Directions for this task:
Copy out all the lines of the data that hold the word "usage".

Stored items
Start of Block
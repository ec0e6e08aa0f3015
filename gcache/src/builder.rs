// Copyright 2026 gcache Project Authors
//
// Licensed under the Apache License, Version 2.0 (the "License");
// you may not use this file except in compliance with the License.
// You may obtain a copy of the License at
//
//     http://www.apache.org/licenses/LICENSE-2.0
//
// Unless required by applicable law or agreed to in writing, software
// distributed under the License is distributed on an "AS IS" BASIS,
// WITHOUT WARRANTIES OR CONDITIONS OF ANY KIND, either express or implied.
// See the License for the specific language governing permissions and
// limitations under the License.

use std::sync::Arc;

use gcache_common::{
    error::{Error, Result},
    event::EvictionListener,
    metrics::Metrics,
};
use gcache_memory::{ByteView, InflightGroup, SharedLru};
use parking_lot::RwLock;
use serde::{Deserialize, Serialize};

use crate::{
    cache::{Cache, CacheInner},
    getter::Getter,
    peers::PeerPicker,
};

/// Serializable part of the cache configuration.
#[derive(Debug, Clone, PartialEq, Eq, Serialize, Deserialize)]
#[serde(default)]
pub struct CacheConfig {
    /// Name of the cache, used in logs and error context.
    ///
    /// Default: `"gcache"`.
    pub name: String,
    /// Capacity of the local cache in bytes. Each entry is charged the length of its key plus the length of its value.
    ///
    /// Default: `0`, which means unbounded.
    pub capacity: usize,
}

impl Default for CacheConfig {
    fn default() -> Self {
        Self {
            name: "gcache".to_string(),
            capacity: 0,
        }
    }
}

/// Builder for [`Cache`].
pub struct CacheBuilder {
    name: String,
    capacity: usize,
    getter: Option<Arc<dyn Getter>>,
    event_listener: Option<Arc<dyn EvictionListener<String, ByteView>>>,
    peers: Option<Arc<dyn PeerPicker>>,
}

impl CacheBuilder {
    /// Create a builder for a cache that holds at most `capacity` bytes. `0` means unbounded.
    pub fn new(capacity: usize) -> Self {
        Self::from_config(CacheConfig {
            capacity,
            ..Default::default()
        })
    }

    /// Create a builder from a deserialized configuration.
    pub fn from_config(config: CacheConfig) -> Self {
        Self {
            name: config.name,
            capacity: config.capacity,
            getter: None,
            event_listener: None,
            peers: None,
        }
    }

    /// Set the name of the cache.
    pub fn with_name(mut self, name: impl Into<String>) -> Self {
        self.name = name.into();
        self
    }

    /// Set the getter that loads values on local misses. Required.
    pub fn with_getter(mut self, getter: impl Getter) -> Self {
        self.getter = Some(Arc::new(getter));
        self
    }

    /// Set a closure as the getter that loads values on local misses.
    ///
    /// Same as [`CacheBuilder::with_getter`], with closure signature inference.
    pub fn with_getter_fn<F>(self, f: F) -> Self
    where
        F: Fn(&str) -> anyhow::Result<Vec<u8>> + Send + Sync + 'static,
    {
        self.with_getter(f)
    }

    /// Set the listener notified for every entry evicted from the local cache.
    ///
    /// The listener runs while the local cache is locked and must not call back into the cache.
    pub fn with_event_listener(mut self, event_listener: impl EvictionListener<String, ByteView>) -> Self {
        self.event_listener = Some(Arc::new(event_listener));
        self
    }

    /// Register the peer picker at build time, see [`Cache::register_peers`].
    pub fn with_peers(mut self, peers: impl PeerPicker) -> Self {
        self.peers = Some(Arc::new(peers));
        self
    }

    /// Build the cache.
    ///
    /// Fails with a config error if no getter has been set.
    pub fn build(mut self) -> Result<Cache> {
        let getter = self
            .getter
            .take()
            .ok_or_else(|| Error::config("getter is required").with_context("name", &self.name))?;
        Ok(self.assemble(getter))
    }

    pub(crate) fn assemble(self, getter: Arc<dyn Getter>) -> Cache {
        let metrics = Arc::new(Metrics::default());

        let event_listener: Arc<dyn EvictionListener<String, ByteView>> = {
            let metrics = metrics.clone();
            let user = self.event_listener;
            Arc::new(move |key: &String, value: &ByteView| {
                Metrics::incr(&metrics.evictions);
                if let Some(user) = user.as_ref() {
                    user.on_evict(key, value);
                }
            })
        };

        tracing::debug!(name = %self.name, capacity = self.capacity, "[gcache]: build cache");

        Cache::from_inner(CacheInner {
            name: self.name,
            getter,
            main: SharedLru::new(self.capacity).with_listener(event_listener),
            peers: RwLock::new(self.peers),
            loader: InflightGroup::new(),
            metrics,
        })
    }
}
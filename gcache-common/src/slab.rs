// Copyright 2026 gcache Project Authors
//
// Licensed under the Apache License, Version 2.0 (the "License");
// you may not use this file except in compliance with the License.
// You may obtain a copy of the License at
//
//     http://www.apache.org/licenses/LICENSE-2.0
//
// Unless required by applicable law or agreed to in writing, software
// distributed under the License is distributed on an "AS IS" BASIS,
// WITHOUT WARRANTIES OR CONDITIONS OF ANY KIND, either express or implied.
// See the License for the specific language governing permissions and
// limitations under the License.

use std::num::NonZeroUsize;

/// Stable handle of a value inside a [`Slab`].
///
/// The token stays valid until the value is removed. A removed slot may be reused, so a stale token may address a
/// different value.
#[derive(Debug, Clone, Copy, PartialEq, Eq, Hash)]
pub struct Token(NonZeroUsize);

impl Token {
    const MASK: usize = 1 << (usize::BITS - 1);

    fn new(index: usize) -> Self {
        debug_assert_eq!(index & Self::MASK, 0);
        // The mask bit is always set, so the value is never zero.
        Self(NonZeroUsize::MIN.saturating_add((index | Self::MASK) - 1))
    }

    /// Index of the slot addressed by the token.
    pub fn index(&self) -> usize {
        self.0.get() & !Self::MASK
    }
}

/// An arena that stores values in a vector and recycles vacant slots through a free list.
///
/// `Option<Token>` has the same size as `Token`, which keeps intrusive links compact.
#[derive(Debug)]
pub struct Slab<T> {
    entries: Vec<Entry<T>>,
    len: usize,
    next: usize,
}

impl<T> Default for Slab<T> {
    fn default() -> Self {
        Self::new()
    }
}

impl<T> Slab<T> {
    /// Create an empty slab.
    pub const fn new() -> Self {
        Self {
            entries: Vec::new(),
            next: 0,
            len: 0,
        }
    }

    /// Create an empty slab with preallocated slots.
    pub fn with_capacity(capacity: usize) -> Self {
        Self {
            entries: Vec::with_capacity(capacity),
            next: 0,
            len: 0,
        }
    }

    /// Insert a value and return its token.
    pub fn insert(&mut self, val: T) -> Token {
        let index = self.next;
        self.insert_at(index, val);
        Token::new(index)
    }

    /// Remove the value addressed by the token, if any.
    pub fn remove(&mut self, token: Token) -> Option<T> {
        self.remove_at(token.index())
    }

    /// Get the value addressed by the token.
    pub fn get(&self, token: Token) -> Option<&T> {
        match self.entries.get(token.index()) {
            Some(Entry::Occupied(val)) => Some(val),
            _ => None,
        }
    }

    /// Get the value addressed by the token mutably.
    pub fn get_mut(&mut self, token: Token) -> Option<&mut T> {
        match self.entries.get_mut(token.index()) {
            Some(Entry::Occupied(val)) => Some(val),
            _ => None,
        }
    }

    /// Count of occupied slots.
    pub fn len(&self) -> usize {
        self.len
    }

    /// Returns `true` if no slot is occupied.
    pub fn is_empty(&self) -> bool {
        self.len() == 0
    }

    /// Drop all values and release the slots.
    pub fn clear(&mut self) {
        self.entries.clear();
        self.len = 0;
        self.next = 0;
    }

    fn insert_at(&mut self, index: usize, val: T) {
        self.len += 1;

        if index == self.entries.len() {
            self.entries.push(Entry::Occupied(val));
            self.next = index + 1;
        } else {
            self.next = match self.entries.get(index) {
                Some(&Entry::Vacant(next)) => next,
                _ => unreachable!("free list points to an occupied slot"),
            };
            self.entries[index] = Entry::Occupied(val);
        }
    }

    fn remove_at(&mut self, index: usize) -> Option<T> {
        let entry = self.entries.get_mut(index)?;

        if matches!(entry, Entry::Vacant(_)) {
            return None;
        }

        match std::mem::replace(entry, Entry::Vacant(self.next)) {
            Entry::Vacant(_) => unreachable!(),
            Entry::Occupied(val) => {
                self.len -= 1;
                self.next = index;
                Some(val)
            }
        }
    }
}

#[derive(Debug, Clone)]
enum Entry<T> {
    Vacant(usize),
    Occupied(T),
}
// Copyright 2026 gcache Project Authors
//
// Licensed under the Apache License, Version 2.0 (the "License");
// you may not use this file except in compliance with the License.
// You may obtain a copy of the License at
//
//     http://www.apache.org/licenses/LICENSE-2.0
//
// Unless required by applicable law or agreed to in writing, software
// distributed under the License is distributed on an "AS IS" BASIS,
// WITHOUT WARRANTIES OR CONDITIONS OF ANY KIND, either express or implied.
// See the License for the specific language governing permissions and
// limitations under the License.

use std::sync::Arc;

use gcache_common::{
    error::{Error, Result},
    metrics::{Metrics, MetricsSnapshot},
};
use gcache_memory::{ByteView, InflightGroup, SharedLru};
use parking_lot::RwLock;

use crate::{
    builder::CacheBuilder,
    getter::Getter,
    peers::{PeerGetter, PeerPicker},
};

pub(crate) struct CacheInner {
    pub(crate) name: String,
    pub(crate) getter: Arc<dyn Getter>,
    pub(crate) main: SharedLru<String, ByteView>,
    pub(crate) peers: RwLock<Option<Arc<dyn PeerPicker>>>,
    pub(crate) loader: InflightGroup<String, ByteView>,
    pub(crate) metrics: Arc<Metrics>,
}

/// A memory-bounded cache that fills misses through a getter, optionally asking remote peers first.
///
/// Concurrent misses on the same key are coalesced: only one fill runs, every caller receives its result.
///
/// Values loaded by the local getter are cached locally. Values fetched from a peer are not, the peer that owns the
/// key is responsible for caching it.
///
/// The cache is a cheap handle, clones share the same state.
#[derive(Clone)]
pub struct Cache {
    inner: Arc<CacheInner>,
}

impl std::fmt::Debug for Cache {
    fn fmt(&self, f: &mut std::fmt::Formatter<'_>) -> std::fmt::Result {
        f.debug_struct("Cache")
            .field("name", &self.inner.name)
            .field("main", &self.inner.main)
            .field("peers", &self.inner.peers.read().is_some())
            .field("loader", &self.inner.loader)
            .finish()
    }
}

impl Cache {
    /// Create a cache that holds at most `capacity` bytes (`0` means unbounded) and loads misses with `getter`.
    pub fn new(capacity: usize, getter: impl Getter) -> Self {
        CacheBuilder::new(capacity).assemble(Arc::new(getter))
    }

    /// Create a builder for a cache that holds at most `capacity` bytes.
    pub fn builder(capacity: usize) -> CacheBuilder {
        CacheBuilder::new(capacity)
    }

    pub(crate) fn from_inner(inner: CacheInner) -> Self {
        Self { inner: Arc::new(inner) }
    }

    /// Name of the cache, used in logs and error context.
    pub fn name(&self) -> &str {
        &self.inner.name
    }

    /// Get the value of `key`.
    ///
    /// On a local miss the value is fetched from the peer that owns the key, if any, falling back to the local getter
    /// when there is no such peer or the remote fetch fails.
    ///
    /// An empty key is rejected without touching the cache.
    ///
    /// A caller that joins a fill started by another caller blocks until the fill completes. Inside an async runtime
    /// this occupies the worker thread of the calling task for the duration of the fill.
    pub fn get(&self, key: &str) -> Result<ByteView> {
        Metrics::incr(&self.inner.metrics.gets);

        if key.is_empty() {
            return Err(Error::empty_key().with_context("name", &self.inner.name));
        }

        if let Some(value) = self.inner.main.get(key) {
            Metrics::incr(&self.inner.metrics.hits);
            tracing::trace!(name = %self.inner.name, key, "[gcache]: hit");
            return Ok(value);
        }
        Metrics::incr(&self.inner.metrics.misses);

        self.load(key)
    }

    /// Register the peer picker consulted on local misses.
    ///
    /// Peers can be registered only once, a second registration is a configuration error.
    pub fn register_peers(&self, peers: impl PeerPicker) -> Result<()> {
        let mut guard = self.inner.peers.write();
        if guard.is_some() {
            return Err(Error::config("peers registered more than once").with_context("name", &self.inner.name));
        }
        *guard = Some(Arc::new(peers));
        Ok(())
    }

    /// Drop the locally cached value of `key`, without notifying the eviction listener.
    ///
    /// Returns `true` if the key was cached.
    pub fn remove(&self, key: &str) -> bool {
        self.inner.main.remove(key)
    }

    /// Bytes charged in the local cache.
    pub fn usage(&self) -> usize {
        self.inner.main.usage()
    }

    /// Count of locally cached entries.
    pub fn len(&self) -> usize {
        self.inner.main.len()
    }

    /// Returns `true` if nothing is cached locally.
    pub fn is_empty(&self) -> bool {
        self.len() == 0
    }

    /// Capacity of the local cache in bytes, `0` means unbounded.
    pub fn capacity(&self) -> usize {
        self.inner.main.capacity()
    }

    /// Snapshot of the cache counters.
    pub fn metrics(&self) -> MetricsSnapshot {
        self.inner.metrics.snapshot()
    }

    fn load(&self, key: &str) -> Result<ByteView> {
        Metrics::incr(&self.inner.metrics.loads);

        self.inner.loader.run(key, || {
            // Callers that missed right before a previous fill of the key populated the cache reach the loader after
            // that fill has been forgotten.
            // Already counted as a miss by `get`.
            if let Some(value) = self.inner.main.get(key) {
                tracing::trace!(name = %self.inner.name, key, "[gcache]: filled by a previous load");
                return Ok(value);
            }

            Metrics::incr(&self.inner.metrics.fills);
            tracing::debug!(name = %self.inner.name, key, "[gcache]: fill");

            let res = self.fill(key);
            tracing::debug!(name = %self.inner.name, key, ok = res.is_ok(), "[gcache]: fill done");
            res
        })
    }

    fn fill(&self, key: &str) -> Result<ByteView> {
        if let Some(peer) = self.pick_peer(key) {
            match self.get_from_peer(peer.as_ref(), key) {
                Ok(value) => return Ok(value),
                Err(e) => {
                    tracing::warn!(name = %self.inner.name, key, error = %e, "[gcache]: peer fetch failed, falling back to local getter");
                }
            }
        }

        self.get_locally(key)
    }

    fn pick_peer(&self, key: &str) -> Option<Arc<dyn PeerGetter>> {
        let peers = self.inner.peers.read().clone()?;
        peers.pick_peer(key)
    }

    fn get_from_peer(&self, peer: &dyn PeerGetter, key: &str) -> Result<ByteView> {
        match peer.get(key) {
            Ok(bytes) => {
                Metrics::incr(&self.inner.metrics.peer_loads);
                Ok(ByteView::from(bytes))
            }
            Err(e) => {
                Metrics::incr(&self.inner.metrics.peer_errors);
                Err(Error::peer(e).with_context("key", key))
            }
        }
    }

    fn get_locally(&self, key: &str) -> Result<ByteView> {
        let bytes = match self.inner.getter.get(key) {
            Ok(bytes) => bytes,
            Err(e) => {
                Metrics::incr(&self.inner.metrics.local_errors);
                return Err(Error::external(e)
                    .with_context("name", &self.inner.name)
                    .with_context("key", key));
            }
        };
        Metrics::incr(&self.inner.metrics.local_loads);

        // The getter hands the bytes over, adopting them cannot alias memory the application still owns.
        let value = ByteView::from(bytes);
        self.inner.main.insert(key.to_string(), value.clone());
        Ok(value)
    }
}
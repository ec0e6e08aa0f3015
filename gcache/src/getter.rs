// Copyright 2026 gcache Project Authors
//
// Licensed under the Apache License, Version 2.0 (the "License");
// you may not use this file except in compliance with the License.
// You may obtain a copy of the License at
//
//     http://www.apache.org/licenses/LICENSE-2.0
//
// Unless required by applicable law or agreed to in writing, software
// distributed under the License is distributed on an "AS IS" BASIS,
// WITHOUT WARRANTIES OR CONDITIONS OF ANY KIND, either express or implied.
// See the License for the specific language governing permissions and
// limitations under the License.

/// Loads the value of a key on a local cache miss.
///
/// Implemented by the embedding application. Closures of type `Fn(&str) -> anyhow::Result<Vec<u8>>` implement the
/// trait as well, see also [`CacheBuilder::with_getter_fn`](crate::CacheBuilder::with_getter_fn).
pub trait Getter: Send + Sync + 'static {
    /// Produce the value of `key`.
    ///
    /// The returned bytes are owned by the cache afterwards.
    fn get(&self, key: &str) -> anyhow::Result<Vec<u8>>;
}

impl<F> Getter for F
where
    F: Fn(&str) -> anyhow::Result<Vec<u8>> + Send + Sync + 'static,
{
    fn get(&self, key: &str) -> anyhow::Result<Vec<u8>> {
        self(key)
    }
}
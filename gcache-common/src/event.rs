// Copyright 2026 gcache Project Authors
//
// Licensed under the Apache License, Version 2.0 (the "License");
// you may not use this file except in compliance with the License.
// You may obtain a copy of the License at
//
//     http://www.apache.org/licenses/LICENSE-2.0
//
// Unless required by applicable law or agreed to in writing, software
// distributed under the License is distributed on an "AS IS" BASIS,
// WITHOUT WARRANTIES OR CONDITIONS OF ANY KIND, either express or implied.
// See the License for the specific language governing permissions and
// limitations under the License.

use crate::code::{Key, Value};

/// Trait for the customized eviction listener.
///
/// Closures of type `Fn(&K, &V)` implement the trait as well.
pub trait EvictionListener<K, V>: Send + Sync + 'static
where
    K: Key,
    V: Value,
{
    /// Called when an entry is evicted to make room for others.
    ///
    /// The entry has already been unlinked from the cache and its weight released when the listener is called.
    ///
    /// The listener is called while the cache is borrowed mutably. If the cache is shared, the lock that guards it is
    /// still held, so the listener must not call back into the same cache.
    fn on_evict(&self, key: &K, value: &V);
}

impl<K, V, F> EvictionListener<K, V> for F
where
    K: Key,
    V: Value,
    F: Fn(&K, &V) + Send + Sync + 'static,
{
    fn on_evict(&self, key: &K, value: &V) {
        self(key, value)
    }
}
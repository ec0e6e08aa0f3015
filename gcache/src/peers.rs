// Copyright 2026 gcache Project Authors
//
// Licensed under the Apache License, Version 2.0 (the "License");
// you may not use this file except in compliance with the License.
// You may obtain a copy of the License at
//
//     http://www.apache.org/licenses/LICENSE-2.0
//
// Unless required by applicable law or agreed to in writing, software
// distributed under the License is distributed on an "AS IS" BASIS,
// WITHOUT WARRANTIES OR CONDITIONS OF ANY KIND, either express or implied.
// See the License for the specific language governing permissions and
// limitations under the License.

use std::sync::Arc;

/// Fetches the value of a key from the remote peer that owns it.
///
/// Transport, serialization, timeouts and retries are up to the implementation.
pub trait PeerGetter: Send + Sync + 'static {
    /// Fetch the value of `key` from the peer.
    fn get(&self, key: &str) -> anyhow::Result<Vec<u8>>;
}

impl<F> PeerGetter for F
where
    F: Fn(&str) -> anyhow::Result<Vec<u8>> + Send + Sync + 'static,
{
    fn get(&self, key: &str) -> anyhow::Result<Vec<u8>> {
        self(key)
    }
}

/// Decides which remote peer owns a key.
pub trait PeerPicker: Send + Sync + 'static {
    /// Pick the peer that owns `key`.
    ///
    /// Returns `None` if the key should be loaded locally, e.g. when the current node owns it.
    fn pick_peer(&self, key: &str) -> Option<Arc<dyn PeerGetter>>;
}

impl<F> PeerPicker for F
where
    F: Fn(&str) -> Option<Arc<dyn PeerGetter>> + Send + Sync + 'static,
{
    fn pick_peer(&self, key: &str) -> Option<Arc<dyn PeerGetter>> {
        self(key)
    }
}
End of Block
Result below:
    pub fn usage(&self) -> usize {
        self.inner.main.usage()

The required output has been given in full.